Saved entries:
----

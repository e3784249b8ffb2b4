//! stability-etch: API stability overview for generated documentation
//!
//! This crate builds the stability overview table of the API docs by:
//! - Reading the aggregated module document (`all.json`)
//! - Collecting one row per module that declares a stability index
//! - Rendering the rows as a Markdown table and, through comrak, as HTML
//!   with per-level CSS classes on each row
//! - Splicing both renderings into the marker slot of the already generated
//!   `documentation.md`, `documentation.html` and `documentation.json`
//!
//! # Architecture
//!
//! ```text
//! all.json ──▶ ModuleIndex ──▶ StabilityRow ──▶ Markdown table
//!                                                   │
//!                                ┌──────────────────┤
//!                                ▼                  ▼
//!                        documentation.md      HtmlRenderer
//!                                                   │
//!                                        ┌──────────┴──────────┐
//!                                        ▼                     ▼
//!                               documentation.html    documentation.json
//! ```
//!
//! # Usage
//!
//! ```no_run
//! use stability_etch::StabilityBuilder;
//!
//! StabilityBuilder::new("out/doc/api")
//!     .build()
//!     .expect("Failed to update stability overview");
//! ```

// Core types
pub mod collate;
pub mod config;
pub mod diagnostics;
pub mod module;
pub mod stability;

// Rendering and output
pub mod builder;
pub mod docgen;
pub mod html;
pub mod printer;
pub mod splice;

// Re-exports for convenience
pub use builder::{BuildOutput, StabilityBuilder};
pub use collate::locale_compare;
pub use config::{OutputFiles, StabilityConfig};
pub use diagnostics::{StabilityError, StabilityResult};
pub use docgen::MarkdownTableRenderer;
pub use html::HtmlRenderer;
pub use module::{ModuleIndex, ModuleRecord};
pub use printer::BuildPrinter;
pub use splice::{
    splice_text, update_json_stability_mark, update_stability_mark, Markers, SpliceOutcome,
    Splicer, TargetKind, TargetReport,
};
pub use stability::{collect_stability, LinkRewrite, StabilityLevel, StabilityRow};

----

# TASK DIRECTIONS
What lines above contain "StabilityRow"? Copy them out.

# FINISHED TASK
//! all.json ──▶ ModuleIndex ──▶ StabilityRow ──▶ Markdown table
pub use stability::{collect_stability, LinkRewrite, StabilityLevel, StabilityRow};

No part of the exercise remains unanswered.